- **Records for the exercise**
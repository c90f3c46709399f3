use super::checksum::ChecksumSet;
use std::path::PathBuf;

/// One file under analysis for the duration of a single entry-point call.
#[derive(Debug, Clone)]
pub struct AnalysisUnit {
    pub path: PathBuf,
    pub source: String,
    /// Checksums of configurations already analysed
    pub checksums: ChecksumSet,
    /// Configurations that reached tokenization
    pub config_count: usize,
    /// Set once the ceiling is hit; never cleared
    pub too_many_configs: bool,
    /// Set once any check or collaborator fails; never cleared
    pub internal_error_found: bool,
    /// Counted diagnostics accepted during this call
    pub error_count: u32,
}

impl AnalysisUnit {
    pub fn new(path: impl Into<PathBuf>, source: impl Into<String>) -> Self {
        Self {
            path: path.into(),
            source: source.into(),
            checksums: ChecksumSet::new(),
            config_count: 0,
            too_many_configs: false,
            internal_error_found: false,
            error_count: 0,
        }
    }
}
//! Diagnostic sinks used by the binary: coloured text and JSON lines.

use crate::core::{Diagnostic, Severity};
use crate::engine::DiagnosticSink;
use clap::ValueEnum;
use colored::*;
use serde_json::json;
use std::env;
use std::io::{IsTerminal, Write};
use tracing::warn;

#[derive(Copy, Clone, Debug, PartialEq, Eq, ValueEnum)]
pub enum OutputFormat {
    Text,
    Json,
}

#[derive(Copy, Clone, Debug, PartialEq, Eq, ValueEnum)]
pub enum ColorMode {
    Auto,
    Always,
    Never,
}

impl ColorMode {
    /// `NO_COLOR` and `CLICOLOR=0` turn `Auto` off; `Auto` otherwise follows
    /// whether stdout is a terminal.
    pub fn should_use_color(self) -> bool {
        match self {
            Self::Always => true,
            Self::Never => false,
            Self::Auto => {
                env::var_os("NO_COLOR").is_none()
                    && env::var("CLICOLOR").map_or(true, |v| v != "0")
                    && std::io::stdout().is_terminal()
            }
        }
    }
}

/// One line per diagnostic: `file:line: (severity) message [id]`.
pub fn format_diagnostic(diagnostic: &Diagnostic, color: bool) -> String {
    let location = diagnostic
        .location
        .as_ref()
        .map_or_else(|| "cfgscan".to_string(), ToString::to_string);
    let severity = format!("({})", diagnostic.severity);
    let severity = if color {
        match diagnostic.severity {
            Severity::Error => severity.red().bold().to_string(),
            Severity::Warning => severity.yellow().to_string(),
            Severity::Style | Severity::Performance | Severity::Portability => {
                severity.cyan().to_string()
            }
            Severity::Information | Severity::Debug => severity.dimmed().to_string(),
        }
    } else {
        severity
    };

    let mut line = format!(
        "{location}: {severity} {} [{}]",
        diagnostic.message, diagnostic.id
    );
    if let Some(code) = &diagnostic.reproducer {
        line.push_str("\n  reproducer:");
        for code_line in code.lines() {
            line.push_str("\n    ");
            line.push_str(code_line);
        }
    }
    line
}

/// Human-readable sink. Diagnostics go to `out`, progress lines to `progress`.
pub struct TextSink<W: Write + Send, P: Write + Send> {
    out: W,
    progress: P,
    color: bool,
}

impl<W: Write + Send, P: Write + Send> TextSink<W, P> {
    pub fn new(out: W, progress: P, color: bool) -> Self {
        Self {
            out,
            progress,
            color,
        }
    }

    fn write_out(&mut self, text: &str) {
        if let Err(e) = writeln!(self.out, "{text}") {
            warn!("Failed to write diagnostic: {}", e);
        }
    }
}

impl<W: Write + Send, P: Write + Send> DiagnosticSink for TextSink<W, P> {
    fn report_err(&mut self, diagnostic: &Diagnostic) {
        let line = format_diagnostic(diagnostic, self.color);
        self.write_out(&line);
    }

    fn report_out(&mut self, message: &str) {
        if let Err(e) = writeln!(self.progress, "{message}") {
            warn!("Failed to write progress: {}", e);
        }
    }

    fn report_info(&mut self, diagnostic: &Diagnostic) {
        let line = format_diagnostic(diagnostic, self.color);
        self.write_out(&line);
    }

    fn report_status(
        &mut self,
        file_index: usize,
        file_count: usize,
        size_done: u64,
        size_total: u64,
    ) {
        let percent = if size_total == 0 {
            100
        } else {
            size_done * 100 / size_total
        };
        self.report_out(&format!(
            "{file_index}/{file_count} files checked {percent}% done"
        ));
    }

    fn catalog_begin(&mut self) {
        let header = if self.color {
            "Checks:".bold().to_string()
        } else {
            "Checks:".to_string()
        };
        self.write_out(&header);
    }

    fn catalog_end(&mut self) {
        if let Err(e) = self.out.flush() {
            warn!("Failed to flush output: {}", e);
        }
    }
}

/// JSON-lines sink. Every record is one object with a `type` field; the
/// catalog is buffered and written as a single `{"type":"catalog"}` object.
pub struct JsonSink<W: Write + Send> {
    out: W,
    catalog: Option<Vec<Diagnostic>>,
}

impl<W: Write + Send> JsonSink<W> {
    pub fn new(out: W) -> Self {
        Self { out, catalog: None }
    }

    fn write_value(&mut self, value: serde_json::Value) {
        if let Err(e) = writeln!(self.out, "{value}") {
            warn!("Failed to write JSON record: {}", e);
        }
    }

    fn write_diagnostic(&mut self, kind: &str, diagnostic: &Diagnostic) {
        if let Some(entries) = self.catalog.as_mut() {
            entries.push(diagnostic.clone());
            return;
        }
        match serde_json::to_value(diagnostic) {
            Ok(mut value) => {
                if let Some(object) = value.as_object_mut() {
                    object.insert("type".to_string(), json!(kind));
                }
                self.write_value(value);
            }
            Err(e) => warn!("Failed to serialize diagnostic: {}", e),
        }
    }
}

impl<W: Write + Send> DiagnosticSink for JsonSink<W> {
    fn report_err(&mut self, diagnostic: &Diagnostic) {
        self.write_diagnostic("error", diagnostic);
    }

    fn report_out(&mut self, message: &str) {
        self.write_value(json!({ "type": "progress", "message": message }));
    }

    fn report_info(&mut self, diagnostic: &Diagnostic) {
        self.write_diagnostic("info", diagnostic);
    }

    fn report_status(
        &mut self,
        file_index: usize,
        file_count: usize,
        size_done: u64,
        size_total: u64,
    ) {
        self.write_value(json!({
            "type": "status",
            "file_index": file_index,
            "file_count": file_count,
            "size_done": size_done,
            "size_total": size_total,
        }));
    }

    fn catalog_begin(&mut self) {
        self.catalog = Some(Vec::new());
    }

    fn catalog_end(&mut self) {
        let entries = self.catalog.take().unwrap_or_default();
        self.write_value(json!({ "type": "catalog", "checks": entries }));
    }
}
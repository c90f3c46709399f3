use super::simplify::simplify_tokens;
use super::Tokenizer;
use crate::core::{Token, TokenClass, TokenList};
use crate::errors::TokenizeError;
use crate::preprocess::{END_FILE_MARKER, FILE_MARKER};
use std::path::{Path, PathBuf};

/// Longest operators first so that matching is greedy.
const OPERATORS: &[&str] = &[
    "<<=", ">>=", "...", "->*", "::", "->", "++", "--", "<<", ">>", "<=", ">=", "==", "!=", "&&",
    "||", "+=", "-=", "*=", "/=", "%=", "&=", "|=", "^=", "##", ".*",
];

const STRING_PREFIXES: &[&str] = &["L", "u", "U", "u8", "R"];

/// Lexer for preprocessed C and C++.
#[derive(Debug, Clone, Copy, Default)]
pub struct CTokenizer;

impl CTokenizer {
    pub fn new() -> Self {
        Self
    }
}

/// Position bookkeeping across `#file` / `#endfile` markers.
struct Cursor {
    file: usize,
    line: usize,
    /// Including file and the line its `#include` stood on minus one
    stack: Vec<(usize, usize)>,
}

struct OpenBracket {
    bracket: char,
    file: usize,
    line: usize,
}

fn closing_for(open: char) -> char {
    match open {
        '(' => ')',
        '[' => ']',
        _ => '}',
    }
}

impl Tokenizer for CTokenizer {
    fn tokenize(
        &self,
        path: &Path,
        expanded: &str,
        configuration: &str,
    ) -> Result<TokenList, TokenizeError> {
        let mut list = TokenList::new(path, configuration);
        let mut cursor = Cursor {
            file: 0,
            line: 0,
            stack: Vec::new(),
        };
        let mut brackets: Vec<OpenBracket> = Vec::new();

        for (idx, raw) in expanded.lines().enumerate() {
            cursor.line += 1;
            let trimmed = raw.trim_start();

            if let Some(rest) = trimmed.strip_prefix(FILE_MARKER) {
                if rest.starts_with(|c: char| c.is_whitespace()) {
                    let name = rest
                        .trim()
                        .strip_prefix('"')
                        .and_then(|r| r.strip_suffix('"'))
                        .ok_or(TokenizeError::Marker(idx + 1))?;
                    cursor.stack.push((cursor.file, cursor.line - 1));
                    cursor.file = list.file_index(&PathBuf::from(name));
                    cursor.line = 0;
                    continue;
                }
            }
            if trimmed.trim_end() == END_FILE_MARKER {
                let (file, line) = cursor.stack.pop().ok_or(TokenizeError::Marker(idx + 1))?;
                cursor.file = file;
                cursor.line = line + 1;
                continue;
            }
            if trimmed.starts_with('#') {
                continue;
            }

            lex_line(raw, &cursor, &mut list, &mut brackets)?;
        }

        if let Some(open) = brackets.pop() {
            return Err(TokenizeError::Unbalanced {
                file: list.files[open.file].clone(),
                line: open.line,
                bracket: open.bracket,
            });
        }
        Ok(list)
    }

    fn simplify(&self, tokens: &TokenList) -> Result<TokenList, TokenizeError> {
        Ok(simplify_tokens(tokens))
    }
}

fn lex_line(
    line: &str,
    cursor: &Cursor,
    list: &mut TokenList,
    brackets: &mut Vec<OpenBracket>,
) -> Result<(), TokenizeError> {
    let chars: Vec<char> = line.chars().collect();
    let file_path = |list: &TokenList| list.files[cursor.file].clone();
    let mut i = 0;

    while i < chars.len() {
        let c = chars[i];
        let start = i;

        let class = if c.is_whitespace() {
            i += 1;
            continue;
        } else if c.is_ascii_alphabetic() || c == '_' {
            while i < chars.len() && (chars[i].is_ascii_alphanumeric() || chars[i] == '_') {
                i += 1;
            }
            let word: String = chars[start..i].iter().collect();
            match chars.get(i) {
                Some(&q) if matches!(q, '"' | '\'') && STRING_PREFIXES.contains(&word.as_str()) => {
                    i = end_of_literal(&chars, i, q).ok_or_else(|| {
                        TokenizeError::syntax(file_path(list), cursor.line, "unterminated literal")
                    })?;
                    if q == '"' {
                        TokenClass::String
                    } else {
                        TokenClass::Char
                    }
                }
                _ => TokenClass::Name,
            }
        } else if c.is_ascii_digit()
            || (c == '.' && chars.get(i + 1).is_some_and(|n| n.is_ascii_digit()))
        {
            let hex = c == '0' && matches!(chars.get(i + 1), Some('x' | 'X'));
            i += 1;
            while i < chars.len() {
                let n = chars[i];
                let exponent_sign = matches!(n, '+' | '-')
                    && match chars[i - 1] {
                        'e' | 'E' => !hex,
                        'p' | 'P' => hex,
                        _ => false,
                    };
                if n.is_ascii_alphanumeric() || n == '_' || n == '.' || exponent_sign {
                    i += 1;
                } else {
                    break;
                }
            }
            TokenClass::Number
        } else if c == '"' || c == '\'' {
            i = end_of_literal(&chars, i, c).ok_or_else(|| {
                let what = if c == '"' { "string" } else { "character" };
                TokenizeError::syntax(
                    file_path(list),
                    cursor.line,
                    format!("unterminated {what} literal"),
                )
            })?;
            if c == '"' {
                TokenClass::String
            } else {
                TokenClass::Char
            }
        } else {
            let rest: String = chars[i..chars.len().min(i + 3)].iter().collect();
            let len = OPERATORS
                .iter()
                .find(|op| rest.starts_with(**op))
                .map_or(1, |op| op.len());
            i += len;
            match c {
                '(' | '[' | '{' if len == 1 => brackets.push(OpenBracket {
                    bracket: c,
                    file: cursor.file,
                    line: cursor.line,
                }),
                ')' | ']' | '}' => match brackets.pop() {
                    Some(open) if closing_for(open.bracket) == c => {}
                    _ => {
                        return Err(TokenizeError::Unbalanced {
                            file: file_path(list),
                            line: cursor.line,
                            bracket: c,
                        })
                    }
                },
                _ => {}
            }
            TokenClass::Op
        };

        let text: String = chars[start..i].iter().collect();
        list.tokens
            .push(Token::new(text, class, cursor.line, cursor.file));
    }
    Ok(())
}

/// Index one past the closing quote of the literal opening at `open`.
fn end_of_literal(chars: &[char], open: usize, quote: char) -> Option<usize> {
    let mut i = open + 1;
    while i < chars.len() {
        match chars[i] {
            '\\' => i += 2,
            c if c == quote => return Some(i + 1),
            _ => i += 1,
        }
    }
    None
}
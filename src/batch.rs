//! Host-side batch driver.
//!
//! Files are independent, so with `jobs > 1` each file runs on its own
//! [`Engine`] inside a rayon pool. All engines report to one shared sink and
//! observe one cancellation token. Their file info and large-header state is
//! merged into a single engine afterwards, which runs the whole-program pass
//! exactly once.

use crate::check::CheckRegistry;
use crate::config::Settings;
use crate::core::Diagnostic;
use crate::engine::{
    AnalyzeStatus, CancellationToken, DiagnosticSink, Engine, EngineBuilder, FileInfoStore,
    LargeHeaderTracker, RuleSet,
};
use crate::errors::{Error, Result};
use crate::io::file_size;
use crate::observability::{increment_processed, set_progress};
use crate::preprocess::Preprocessor;
use crate::tokenize::Tokenizer;
use indicatif::ProgressBar;
use parking_lot::Mutex;
use rayon::prelude::*;
use std::collections::BTreeSet;
use std::path::PathBuf;
use std::sync::atomic::{AtomicU64, AtomicUsize, Ordering};
use std::sync::Arc;
use tracing::{info, info_span, warn};

/// A sink shared by every engine of a batch. Each call holds the lock for
/// one record, so records from different files never interleave mid-line.
#[derive(Clone)]
pub struct SharedSink {
    inner: Arc<Mutex<Box<dyn DiagnosticSink>>>,
}

impl SharedSink {
    pub fn new(sink: impl DiagnosticSink + 'static) -> Self {
        Self {
            inner: Arc::new(Mutex::new(Box::new(sink))),
        }
    }
}

impl DiagnosticSink for SharedSink {
    fn report_err(&mut self, diagnostic: &Diagnostic) {
        self.inner.lock().report_err(diagnostic);
    }

    fn report_out(&mut self, message: &str) {
        self.inner.lock().report_out(message);
    }

    fn report_info(&mut self, diagnostic: &Diagnostic) {
        self.inner.lock().report_info(diagnostic);
    }

    fn report_status(
        &mut self,
        file_index: usize,
        file_count: usize,
        size_done: u64,
        size_total: u64,
    ) {
        self.inner
            .lock()
            .report_status(file_index, file_count, size_done, size_total);
    }

    fn catalog_begin(&mut self) {
        self.inner.lock().catalog_begin();
    }

    fn catalog_end(&mut self) {
        self.inner.lock().catalog_end();
    }
}

#[derive(Debug, Clone, Copy, PartialEq, Eq)]
pub enum BatchMode {
    Check,
    Analyze,
}

#[derive(Debug, Default)]
pub struct BatchReport {
    pub files: usize,
    /// Counted diagnostics over all files plus the whole-program pass
    pub errors: u64,
    /// Files whose analysis recorded an internal error (analyze mode) or
    /// could not be read
    pub failed_files: usize,
    pub whole_program_errors: usize,
    pub large_headers: BTreeSet<PathBuf>,
    pub cancelled: bool,
}

struct FileOutcome {
    errors: u32,
    failed: bool,
    file_infos: FileInfoStore,
    large_headers: LargeHeaderTracker,
}

pub struct BatchRunner {
    settings: Settings,
    checks: Option<CheckRegistry>,
    preprocessor: Option<Arc<dyn Preprocessor>>,
    tokenizer: Option<Arc<dyn Tokenizer>>,
    sink: SharedSink,
    cancel: CancellationToken,
    progress: ProgressBar,
}

impl BatchRunner {
    pub fn new(settings: Settings, sink: impl DiagnosticSink + 'static) -> Self {
        Self {
            settings,
            checks: None,
            preprocessor: None,
            tokenizer: None,
            sink: SharedSink::new(sink),
            cancel: CancellationToken::new(),
            progress: ProgressBar::hidden(),
        }
    }

    pub fn checks(mut self, checks: CheckRegistry) -> Self {
        self.checks = Some(checks);
        self
    }

    pub fn preprocessor(mut self, preprocessor: Arc<dyn Preprocessor>) -> Self {
        self.preprocessor = Some(preprocessor);
        self
    }

    pub fn tokenizer(mut self, tokenizer: Arc<dyn Tokenizer>) -> Self {
        self.tokenizer = Some(tokenizer);
        self
    }

    pub fn cancellation(mut self, cancel: CancellationToken) -> Self {
        self.cancel = cancel;
        self
    }

    pub fn progress(mut self, progress: ProgressBar) -> Self {
        self.progress = progress;
        self
    }

    pub fn cancellation_token(&self) -> CancellationToken {
        self.cancel.clone()
    }

    /// `rules` set: reuse a rule set compiled (and reported) by another engine.
    fn engine(&self, rules: Option<&RuleSet>) -> Result<Engine> {
        let mut builder = EngineBuilder::new(self.settings.clone())
            .sink(self.sink.clone())
            .cancellation(self.cancel.clone());
        if let Some(rules) = rules {
            builder = builder.rules(rules.clone());
        }
        if let Some(checks) = &self.checks {
            builder = builder.checks(checks.clone());
        }
        if let Some(preprocessor) = &self.preprocessor {
            builder = builder.shared_preprocessor(Arc::clone(preprocessor));
        }
        if let Some(tokenizer) = &self.tokenizer {
            builder = builder.shared_tokenizer(Arc::clone(tokenizer));
        }
        builder.build()
    }

    /// Emit the catalog of every configured check through the shared sink.
    pub fn catalog(&self) -> Result<()> {
        self.engine(None)?.emit_catalog();
        Ok(())
    }

    pub fn run(&self, files: &[PathBuf], mode: BatchMode) -> Result<BatchReport> {
        let _span = info_span!("batch", files = files.len(), jobs = self.settings.jobs).entered();
        // Validates settings and reports invalid rules before any worker starts.
        let mut host = self.engine(None)?;
        let rules = host.rules().clone();

        let sizes: Vec<u64> = files.iter().map(|f| file_size(f)).collect();
        let total: u64 = sizes.iter().sum();
        let done = AtomicU64::new(0);
        let finished = AtomicUsize::new(0);
        self.progress.set_length(files.len() as u64);
        set_progress(0, files.len());

        let run_file = |engine: &mut Engine, index: usize| -> FileOutcome {
            let path = &files[index];
            let (errors, failed) = match mode {
                BatchMode::Check => match engine.check(path) {
                    Ok(count) => (count, false),
                    Err(e) => {
                        warn!("{}", e);
                        engine.report_progress(&e.to_string());
                        (0, true)
                    }
                },
                BatchMode::Analyze => match engine.analyze(path) {
                    Ok(status) => (0, status == AnalyzeStatus::Failed),
                    Err(e) => {
                        warn!("{}", e);
                        engine.report_progress(&e.to_string());
                        (0, true)
                    }
                },
            };

            let size_done = done.fetch_add(sizes[index], Ordering::SeqCst) + sizes[index];
            let file_index = finished.fetch_add(1, Ordering::SeqCst) + 1;
            if !self.settings.quiet {
                engine.report_status(file_index, files.len(), size_done, total);
            }
            self.progress.inc(1);
            increment_processed();

            FileOutcome {
                errors,
                failed,
                file_infos: engine.take_file_infos(),
                large_headers: engine.take_large_headers(),
            }
        };

        let outcomes: Vec<FileOutcome> = if self.settings.jobs <= 1 {
            let mut engine = self.engine(Some(&rules))?;
            (0..files.len())
                .take_while(|_| !self.cancel.is_cancelled())
                .map(|index| run_file(&mut engine, index))
                .collect()
        } else {
            let pool = rayon::ThreadPoolBuilder::new()
                .num_threads(self.settings.jobs)
                .build()
                .map_err(|e| Error::configuration(format!("unable to start workers: {e}")))?;
            pool.install(|| {
                (0..files.len())
                    .into_par_iter()
                    .filter(|_| !self.cancel.is_cancelled())
                    .map(|index| {
                        let mut engine = self.engine(Some(&rules))?;
                        Ok(run_file(&mut engine, index))
                    })
                    .collect::<Result<Vec<_>>>()
            })?
        };

        let mut report = BatchReport {
            files: outcomes.len(),
            ..BatchReport::default()
        };
        for outcome in outcomes {
            report.errors += u64::from(outcome.errors);
            report.failed_files += usize::from(outcome.failed);
            host.absorb_file_infos(outcome.file_infos);
            host.merge_large_headers(outcome.large_headers);
        }

        report.whole_program_errors = host.analyse_whole_program();
        report.errors += report.whole_program_errors as u64;
        report.large_headers = host.large_headers().clone();
        report.cancelled = self.cancel.is_cancelled();
        self.progress.finish_and_clear();

        info!(
            files = report.files,
            errors = report.errors,
            failed = report.failed_files,
            "Batch finished"
        );
        Ok(report)
    }
}
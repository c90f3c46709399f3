// Shared fixtures for cfgscan integration tests
#![allow(dead_code)]

use cfgscan::check::CheckRegistry;
use cfgscan::config::Settings;
use cfgscan::core::{Diagnostic, DiagnosticKind};
use cfgscan::engine::{Engine, EngineBuilder};
use cfgscan::preprocess::Preprocessor;
use cfgscan::testkit::{RecordingSink, StubCheck};

/// Settings without progress lines.
pub fn quiet_settings() -> Settings {
    Settings {
        quiet: true,
        ..Settings::default()
    }
}

pub fn registry(checks: Vec<StubCheck>) -> CheckRegistry {
    let mut registry = CheckRegistry::new();
    for check in checks {
        registry.register(check);
    }
    registry
}

/// Engine over a scripted preprocessor, the given stubs and a recording sink.
pub fn stub_engine(
    settings: Settings,
    preprocessor: impl Preprocessor + 'static,
    checks: Vec<StubCheck>,
    sink: &RecordingSink,
) -> Engine {
    EngineBuilder::new(settings)
        .preprocessor(preprocessor)
        .checks(registry(checks))
        .sink(sink.clone())
        .build()
        .expect("engine should build")
}

pub fn of_kind(records: &[Diagnostic], kind: DiagnosticKind) -> Vec<Diagnostic> {
    records.iter().filter(|d| d.kind == kind).cloned().collect()
}

pub fn configurations_of(records: &[Diagnostic]) -> Vec<String> {
    records
        .iter()
        .map(|d| d.configuration.clone().unwrap_or_default())
        .collect()
}
//! Host-side I/O: source discovery and diagnostic sinks.

pub mod output;
pub mod walker;

pub use output::{format_diagnostic, ColorMode, JsonSink, OutputFormat, TextSink};
pub use walker::{file_size, SourceWalker, SOURCE_EXTENSIONS};
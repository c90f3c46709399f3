use crate::core::Diagnostic;
use crate::engine::DiagnosticSink;
use parking_lot::Mutex;
use std::sync::Arc;

#[derive(Debug, Clone, PartialEq, Eq)]
pub enum SinkEvent {
    Err(Diagnostic),
    Out(String),
    Info(Diagnostic),
    Status {
        file_index: usize,
        file_count: usize,
        size_done: u64,
        size_total: u64,
    },
    CatalogBegin,
    CatalogEnd,
}

/// Sink recording every call. Clones share the same event log, so a test can
/// keep one handle and give the other to the engine.
#[derive(Debug, Clone, Default)]
pub struct RecordingSink {
    events: Arc<Mutex<Vec<SinkEvent>>>,
}

impl RecordingSink {
    pub fn new() -> Self {
        Self::default()
    }

    pub fn events(&self) -> Vec<SinkEvent> {
        self.events.lock().clone()
    }

    pub fn errors(&self) -> Vec<Diagnostic> {
        self.events
            .lock()
            .iter()
            .filter_map(|e| match e {
                SinkEvent::Err(d) => Some(d.clone()),
                _ => None,
            })
            .collect()
    }

    pub fn infos(&self) -> Vec<Diagnostic> {
        self.events
            .lock()
            .iter()
            .filter_map(|e| match e {
                SinkEvent::Info(d) => Some(d.clone()),
                _ => None,
            })
            .collect()
    }

    pub fn progress(&self) -> Vec<String> {
        self.events
            .lock()
            .iter()
            .filter_map(|e| match e {
                SinkEvent::Out(m) => Some(m.clone()),
                _ => None,
            })
            .collect()
    }

    pub fn clear(&self) {
        self.events.lock().clear();
    }

    fn push(&self, event: SinkEvent) {
        self.events.lock().push(event);
    }
}

impl DiagnosticSink for RecordingSink {
    fn report_err(&mut self, diagnostic: &Diagnostic) {
        self.push(SinkEvent::Err(diagnostic.clone()));
    }

    fn report_out(&mut self, message: &str) {
        self.push(SinkEvent::Out(message.to_string()));
    }

    fn report_info(&mut self, diagnostic: &Diagnostic) {
        self.push(SinkEvent::Info(diagnostic.clone()));
    }

    fn report_status(
        &mut self,
        file_index: usize,
        file_count: usize,
        size_done: u64,
        size_total: u64,
    ) {
        self.push(SinkEvent::Status {
            file_index,
            file_count,
            size_done,
            size_total,
        });
    }

    fn catalog_begin(&mut self) {
        self.push(SinkEvent::CatalogBegin);
    }

    fn catalog_end(&mut self) {
        self.push(SinkEvent::CatalogEnd);
    }
}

- **Task goal**
Where a line of the material above holds the string "syntax", copy that line.

- **Written response**
                        TokenizeError::syntax(file_path(list), cursor.line, "unterminated literal")
                TokenizeError::syntax(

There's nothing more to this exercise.